** YOUR ASSIGNMENT **
Copy exactly the lines of the material below that run from the one containing "self.constraints.iter().filter(|c| c.is_equality())" through the one containing "satisfies all constraints.". Copy no other lines.
***** EXERCISE INPUT
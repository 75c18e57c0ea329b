//! Linear constraints for polyhedral representation.
//!
//! A constraint is a linear inequality, an equality or a congruence:
//! - Inequality: expr >= 0
//! - Equality: expr = 0
//! - Stride: expr = 0 (mod m)

use crate::polyhedral::expr::AffineExpr;
use num_integer::Integer;
use serde::{Serialize, Deserialize};
use std::fmt;

/// A linear constraint.
#[derive(Debug, Clone, PartialEq, Eq, Hash, Serialize, Deserialize)]
pub struct Constraint {
    /// The affine expression (constraint is: expr >= 0 or expr = 0)
    pub expr: AffineExpr,
    /// Kind of constraint
    pub kind: ConstraintKind,
}

/// Kind of constraint.
#[derive(Debug, Clone, Copy, PartialEq, Eq, Hash, Serialize, Deserialize)]
pub enum ConstraintKind {
    /// Greater than or equal: expr >= 0
    Inequality,
    /// Equal: expr = 0
    Equality,
    /// Multiple of a positive modulus: expr = 0 (mod m)
    Stride(i64),
}

impl Constraint {
    /// Create a new constraint.
    pub fn new(expr: AffineExpr, kind: ConstraintKind) -> Self {
        Self { expr, kind }
    }

    /// Create an inequality constraint: expr >= 0
    pub fn ge_zero(expr: AffineExpr) -> Self {
        Self::new(expr, ConstraintKind::Inequality)
    }

    /// Create an equality constraint: expr = 0
    pub fn eq_zero(expr: AffineExpr) -> Self {
        Self::new(expr, ConstraintKind::Equality)
    }

    /// Create a congruence: expr is a multiple of `modulus`
    pub fn stride(expr: AffineExpr, modulus: i64) -> Self {
        Self::new(expr, ConstraintKind::Stride(modulus.abs()))
    }

    /// Create a constraint: lhs >= rhs
    pub fn ge(lhs: AffineExpr, rhs: AffineExpr) -> Self {
        Self::ge_zero(lhs - rhs)
    }

    /// Create a constraint: lhs <= rhs
    pub fn le(lhs: AffineExpr, rhs: AffineExpr) -> Self {
        Self::ge_zero(rhs - lhs)
    }

    /// Create a constraint: lhs < rhs, i.e. rhs - lhs - 1 >= 0
    pub fn lt(lhs: AffineExpr, rhs: AffineExpr) -> Self {
        let mut expr = rhs - lhs;
        expr.constant -= 1;
        Self::ge_zero(expr)
    }

    /// Create a constraint: lhs = rhs
    pub fn eq(lhs: AffineExpr, rhs: AffineExpr) -> Self {
        Self::eq_zero(lhs - rhs)
    }

    /// Create a lower bound constraint: var >= lower
    pub fn lower_bound(dim: usize, lower: i64, n_dim: usize, n_param: usize) -> Self {
        let mut expr = AffineExpr::var(dim, n_dim, n_param);
        expr.constant = -lower;
        Self::ge_zero(expr)
    }

    /// Create an upper bound constraint: var <= upper
    pub fn upper_bound(dim: usize, upper: i64, n_dim: usize, n_param: usize) -> Self {
        let mut expr = -AffineExpr::var(dim, n_dim, n_param);
        expr.constant = upper;
        Self::ge_zero(expr)
    }

    /// Create a strict upper bound constraint: var < upper
    pub fn strict_upper_bound(dim: usize, upper: i64, n_dim: usize, n_param: usize) -> Self {
        Self::upper_bound(dim, upper - 1, n_dim, n_param)
    }

    /// Check if this is an equality constraint.
    pub fn is_equality(&self) -> bool {
        matches!(self.kind, ConstraintKind::Equality)
    }

    /// Check if this is an inequality constraint.
    pub fn is_inequality(&self) -> bool {
        matches!(self.kind, ConstraintKind::Inequality)
    }

    /// Check if this constraint is satisfied by the given point.
    pub fn is_satisfied(&self, dim_values: &[i64], param_values: &[i64]) -> bool {
        let value = self.expr.evaluate(dim_values, param_values);
        match self.kind {
            ConstraintKind::Inequality => value >= 0,
            ConstraintKind::Equality => value == 0,
            ConstraintKind::Stride(m) => m != 0 && value.mod_floor(&m) == 0,
        }
    }

    /// The integer complement of the constraint, as a disjunction.
    ///
    /// `e >= 0` becomes `-e - 1 >= 0`; `e = 0` becomes `e - 1 >= 0 or -e - 1 >= 0`;
    /// `e = 0 (mod m)` becomes one congruence `e - r = 0 (mod m)` per residue `r > 0`.
    pub fn negate(&self) -> Vec<Constraint> {
        let mut below = -self.expr.clone();
        below.constant -= 1;
        match self.kind {
            ConstraintKind::Inequality => vec![Self::ge_zero(below)],
            ConstraintKind::Equality => {
                let mut above = self.expr.clone();
                above.constant -= 1;
                vec![Self::ge_zero(above), Self::ge_zero(below)]
            }
            ConstraintKind::Stride(m) => (1..m)
                .map(|r| {
                    let mut shifted = self.expr.clone();
                    shifted.constant -= r;
                    Self::stride(shifted, m)
                })
                .collect(),
        }
    }

    /// Re-embed the constraint's dimensions at `offset` in an `n_dim` space.
    pub fn embed(&self, offset: usize, n_dim: usize) -> Self {
        Self::new(self.expr.embed(offset, n_dim), self.kind)
    }

    /// Get the number of dimensions.
    pub fn n_dim(&self) -> usize {
        self.expr.n_dim()
    }

    /// Get the number of parameters.
    pub fn n_param(&self) -> usize {
        self.expr.n_param()
    }

    /// Convert to string with given names.
    pub fn to_string_with_names(&self, dim_names: &[String], param_names: &[String]) -> String {
        let expr_str = self.expr.to_string_with_names(dim_names, param_names);
        match self.kind {
            ConstraintKind::Inequality => format!("{} >= 0", expr_str),
            ConstraintKind::Equality => format!("{} = 0", expr_str),
            ConstraintKind::Stride(m) => format!("({}) mod {} = 0", expr_str, m),
        }
    }
}

impl fmt::Display for Constraint {
    fn fmt(&self, f: &mut fmt::Formatter<'_>) -> fmt::Result {
        write!(f, "{}", self.to_string_with_names(&[], &[]))
    }
}

/// A conjunction of constraints over a fixed number of dims and params.
#[derive(Debug, Clone, Default, PartialEq, Eq, Serialize, Deserialize)]
pub struct ConstraintSystem {
    /// All constraints in the system
    pub constraints: Vec<Constraint>,
    /// Number of dimensions
    pub n_dim: usize,
    /// Number of parameters
    pub n_param: usize,
}

impl ConstraintSystem {
    /// Create an empty constraint system.
    pub fn new(n_dim: usize, n_param: usize) -> Self {
        Self {
            constraints: Vec::new(),
            n_dim,
            n_param,
        }
    }

    /// Add a constraint, padding its coefficient vectors to the system's shape.
    pub fn add(&mut self, mut constraint: Constraint) {
        constraint.expr.coeffs.resize(self.n_dim, 0);
        constraint.expr.param_coeffs.resize(self.n_param, 0);
        if !self.constraints.contains(&constraint) {
            self.constraints.push(constraint);
        }
    }

    /// Get all equality constraints.
    pub fn equalities(&self) -> impl Iterator<Item = &Constraint> {
        self.constraints.iter().filter(|c| c.is_equality())
    }

    /// Get all inequality constraints.
    pub fn inequalities(&self) -> impl Iterator<Item = &Constraint> {
        self.constraints.iter().filter(|c| c.is_inequality())
    }

    /// Check if a point satisfies all constraints.
    pub fn is_satisfied(&self, dim_values: &[i64], param_values: &[i64]) -> bool {
        self.constraints.iter().all(|c| c.is_satisfied(dim_values, param_values))
    }

    /// Check if the system has no constraints.
    pub fn is_empty(&self) -> bool {
        self.constraints.is_empty()
    }

    /// Get the number of constraints.
    pub fn len(&self) -> usize {
        self.constraints.len()
    }
}

#[cfg(test)]
mod tests {
    use super::*;

    #[test]
    fn test_bounds() {
        let lo = Constraint::lower_bound(0, 0, 2, 0);
        assert!(lo.is_satisfied(&[0, 0], &[]));
        assert!(!lo.is_satisfied(&[-1, 0], &[]));

        let hi = Constraint::upper_bound(0, 10, 2, 0);
        assert!(hi.is_satisfied(&[10, 0], &[]));
        assert!(!hi.is_satisfied(&[11, 0], &[]));
    }

    #[test]
    fn test_negate_inequality() {
        // i >= 3 negates to i <= 2
        let c = Constraint::lower_bound(0, 3, 1, 0);
        let neg = c.negate();
        assert_eq!(neg.len(), 1);
        assert!(neg[0].is_satisfied(&[2], &[]));
        assert!(!neg[0].is_satisfied(&[3], &[]));
    }

    #[test]
    fn test_negate_equality() {
        // i = 5 negates to i >= 6 or i <= 4
        let mut expr = AffineExpr::var(0, 1, 0);
        expr.constant = -5;
        let neg = Constraint::eq_zero(expr).negate();
        assert_eq!(neg.len(), 2);
        assert!(neg[0].is_satisfied(&[6], &[]) && !neg[0].is_satisfied(&[5], &[]));
        assert!(neg[1].is_satisfied(&[4], &[]) && !neg[1].is_satisfied(&[5], &[]));
    }

    #[test]
    fn test_negate_stride() {
        // i = 0 (mod 3) negates to i = 1 or i = 2 (mod 3)
        let c = Constraint::stride(AffineExpr::var(0, 1, 0), 3);
        assert!(c.is_satisfied(&[-3], &[]) && !c.is_satisfied(&[4], &[]));
        let neg = c.negate();
        assert_eq!(neg.len(), 2);
        for i in -4..8 {
            let covered = neg.iter().filter(|n| n.is_satisfied(&[i], &[])).count();
            assert_eq!(covered, usize::from(i % 3 != 0));
        }
        assert_eq!(c.to_string_with_names(&["i".to_string()], &[]), "(i) mod 3 = 0");
    }

    #[test]
    fn test_constraint_system() {
        let mut sys = ConstraintSystem::new(2, 0);
        sys.add(Constraint::lower_bound(0, 0, 2, 0));
        sys.add(Constraint::strict_upper_bound(0, 10, 2, 0));
        sys.add(Constraint::lower_bound(1, 0, 2, 0));
        sys.add(Constraint::strict_upper_bound(1, 10, 2, 0));
        sys.add(Constraint::lower_bound(1, 0, 2, 0));

        assert_eq!(sys.len(), 4);
        assert!(sys.is_satisfied(&[9, 9], &[]));
        assert!(!sys.is_satisfied(&[10, 0], &[]));
    }
}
**********
** YOUR SOLUTION **
        self.constraints.iter().filter(|c| c.is_equality())
    }

    /// Get all inequality constraints.
    pub fn inequalities(&self) -> impl Iterator<Item = &Constraint> {
        self.constraints.iter().filter(|c| c.is_inequality())
    }

    /// Check if a point satisfies all constraints.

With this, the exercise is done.